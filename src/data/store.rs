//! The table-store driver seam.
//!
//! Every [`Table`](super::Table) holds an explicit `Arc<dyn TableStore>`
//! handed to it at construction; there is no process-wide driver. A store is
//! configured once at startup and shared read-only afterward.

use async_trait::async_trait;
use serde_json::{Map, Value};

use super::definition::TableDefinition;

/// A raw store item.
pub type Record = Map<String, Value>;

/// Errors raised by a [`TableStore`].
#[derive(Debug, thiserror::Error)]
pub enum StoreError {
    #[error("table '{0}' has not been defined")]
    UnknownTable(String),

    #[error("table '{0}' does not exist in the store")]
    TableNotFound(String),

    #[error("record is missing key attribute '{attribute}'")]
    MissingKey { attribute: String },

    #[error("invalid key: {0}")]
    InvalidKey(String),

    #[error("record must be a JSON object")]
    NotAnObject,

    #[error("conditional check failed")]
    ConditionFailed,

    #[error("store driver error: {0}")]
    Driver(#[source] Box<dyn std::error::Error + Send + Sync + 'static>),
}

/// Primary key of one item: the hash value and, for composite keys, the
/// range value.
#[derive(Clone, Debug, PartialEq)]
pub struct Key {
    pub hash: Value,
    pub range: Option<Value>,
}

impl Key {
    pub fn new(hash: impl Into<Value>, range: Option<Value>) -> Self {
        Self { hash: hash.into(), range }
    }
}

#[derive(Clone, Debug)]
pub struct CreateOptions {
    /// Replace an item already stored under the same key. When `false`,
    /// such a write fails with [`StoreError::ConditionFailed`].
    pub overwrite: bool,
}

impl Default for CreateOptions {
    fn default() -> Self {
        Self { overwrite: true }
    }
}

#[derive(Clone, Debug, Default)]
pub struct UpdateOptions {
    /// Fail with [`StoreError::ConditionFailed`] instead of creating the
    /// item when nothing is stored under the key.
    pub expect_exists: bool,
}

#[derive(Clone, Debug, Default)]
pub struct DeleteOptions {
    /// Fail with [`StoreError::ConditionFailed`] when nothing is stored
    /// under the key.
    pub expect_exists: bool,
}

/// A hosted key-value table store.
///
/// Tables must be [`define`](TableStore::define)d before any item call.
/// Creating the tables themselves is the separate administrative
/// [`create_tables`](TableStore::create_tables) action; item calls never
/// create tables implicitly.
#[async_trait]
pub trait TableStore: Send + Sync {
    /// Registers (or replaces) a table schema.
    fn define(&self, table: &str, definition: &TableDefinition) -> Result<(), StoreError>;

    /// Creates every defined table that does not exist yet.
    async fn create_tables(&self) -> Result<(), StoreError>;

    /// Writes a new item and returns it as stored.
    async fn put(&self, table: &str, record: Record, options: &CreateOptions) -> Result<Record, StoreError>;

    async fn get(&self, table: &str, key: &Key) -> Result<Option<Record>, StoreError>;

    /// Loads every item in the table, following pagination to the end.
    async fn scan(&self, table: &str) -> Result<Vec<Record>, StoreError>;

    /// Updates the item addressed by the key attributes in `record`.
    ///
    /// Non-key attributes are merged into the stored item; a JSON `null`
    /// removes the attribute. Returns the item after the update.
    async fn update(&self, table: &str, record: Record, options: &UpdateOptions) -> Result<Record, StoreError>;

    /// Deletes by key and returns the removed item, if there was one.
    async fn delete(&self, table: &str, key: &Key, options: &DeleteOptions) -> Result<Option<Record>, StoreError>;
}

* * *

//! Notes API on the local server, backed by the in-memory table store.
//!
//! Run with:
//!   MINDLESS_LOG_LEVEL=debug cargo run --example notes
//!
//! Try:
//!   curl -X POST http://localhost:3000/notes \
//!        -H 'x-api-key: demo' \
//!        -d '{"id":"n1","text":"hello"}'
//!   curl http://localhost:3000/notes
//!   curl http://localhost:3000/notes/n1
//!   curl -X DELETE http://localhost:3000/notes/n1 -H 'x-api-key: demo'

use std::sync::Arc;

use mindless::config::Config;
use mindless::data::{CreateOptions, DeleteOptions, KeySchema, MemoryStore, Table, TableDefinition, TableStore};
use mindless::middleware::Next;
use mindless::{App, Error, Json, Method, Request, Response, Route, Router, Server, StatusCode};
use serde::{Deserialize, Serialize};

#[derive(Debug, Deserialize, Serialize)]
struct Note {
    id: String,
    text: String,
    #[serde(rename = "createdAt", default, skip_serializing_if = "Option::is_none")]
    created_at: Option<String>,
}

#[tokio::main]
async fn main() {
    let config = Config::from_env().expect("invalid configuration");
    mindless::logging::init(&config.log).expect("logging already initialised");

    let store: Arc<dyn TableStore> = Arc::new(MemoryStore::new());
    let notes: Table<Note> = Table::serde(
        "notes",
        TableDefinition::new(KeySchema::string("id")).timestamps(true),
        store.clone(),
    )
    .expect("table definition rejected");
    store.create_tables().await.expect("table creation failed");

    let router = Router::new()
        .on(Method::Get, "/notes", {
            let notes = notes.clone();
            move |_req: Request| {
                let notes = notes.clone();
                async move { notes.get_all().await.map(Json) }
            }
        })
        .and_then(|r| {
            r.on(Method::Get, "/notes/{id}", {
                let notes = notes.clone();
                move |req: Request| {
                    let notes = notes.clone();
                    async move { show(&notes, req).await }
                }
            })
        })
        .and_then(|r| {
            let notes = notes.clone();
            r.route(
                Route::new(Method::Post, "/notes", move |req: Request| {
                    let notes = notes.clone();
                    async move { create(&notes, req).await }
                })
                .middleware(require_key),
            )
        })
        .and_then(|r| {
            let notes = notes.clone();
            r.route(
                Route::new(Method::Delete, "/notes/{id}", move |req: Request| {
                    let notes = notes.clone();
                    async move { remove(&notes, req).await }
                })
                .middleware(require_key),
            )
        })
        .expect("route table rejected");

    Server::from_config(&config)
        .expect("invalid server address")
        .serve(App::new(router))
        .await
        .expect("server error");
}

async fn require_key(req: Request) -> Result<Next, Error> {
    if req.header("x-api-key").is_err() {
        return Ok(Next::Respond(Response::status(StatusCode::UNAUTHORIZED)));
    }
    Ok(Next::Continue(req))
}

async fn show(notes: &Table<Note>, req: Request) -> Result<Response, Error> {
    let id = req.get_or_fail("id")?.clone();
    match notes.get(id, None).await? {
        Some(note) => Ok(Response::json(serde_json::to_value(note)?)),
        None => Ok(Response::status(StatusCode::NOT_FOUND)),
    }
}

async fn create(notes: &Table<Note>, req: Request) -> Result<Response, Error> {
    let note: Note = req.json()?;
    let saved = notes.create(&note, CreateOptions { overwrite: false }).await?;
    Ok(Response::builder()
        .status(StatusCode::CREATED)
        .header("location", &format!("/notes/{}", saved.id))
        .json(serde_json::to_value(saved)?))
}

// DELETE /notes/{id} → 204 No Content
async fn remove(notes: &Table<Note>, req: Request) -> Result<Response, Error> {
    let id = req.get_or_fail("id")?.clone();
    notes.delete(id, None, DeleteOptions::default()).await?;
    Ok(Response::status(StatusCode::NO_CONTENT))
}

Work item → From the records above, repeat exactly the lines from the one with "async fn require_key(req: Request)" through the one with "notes.delete(id, None, DeleteOptions::default()).await?;", both included.

Answer to the exercise →
async fn require_key(req: Request) -> Result<Next, Error> {
    if req.header("x-api-key").is_err() {
        return Ok(Next::Respond(Response::status(StatusCode::UNAUTHORIZED)));
    }
    Ok(Next::Continue(req))
}

async fn show(notes: &Table<Note>, req: Request) -> Result<Response, Error> {
    let id = req.get_or_fail("id")?.clone();
    match notes.get(id, None).await? {
        Some(note) => Ok(Response::json(serde_json::to_value(note)?)),
        None => Ok(Response::status(StatusCode::NOT_FOUND)),
    }
}

async fn create(notes: &Table<Note>, req: Request) -> Result<Response, Error> {
    let note: Note = req.json()?;
    let saved = notes.create(&note, CreateOptions { overwrite: false }).await?;
    Ok(Response::builder()
        .status(StatusCode::CREATED)
        .header("location", &format!("/notes/{}", saved.id))
        .json(serde_json::to_value(saved)?))
}

// DELETE /notes/{id} → 204 No Content
async fn remove(notes: &Table<Note>, req: Request) -> Result<Response, Error> {
    let id = req.get_or_fail("id")?.clone();
    notes.delete(id, None, DeleteOptions::default()).await?;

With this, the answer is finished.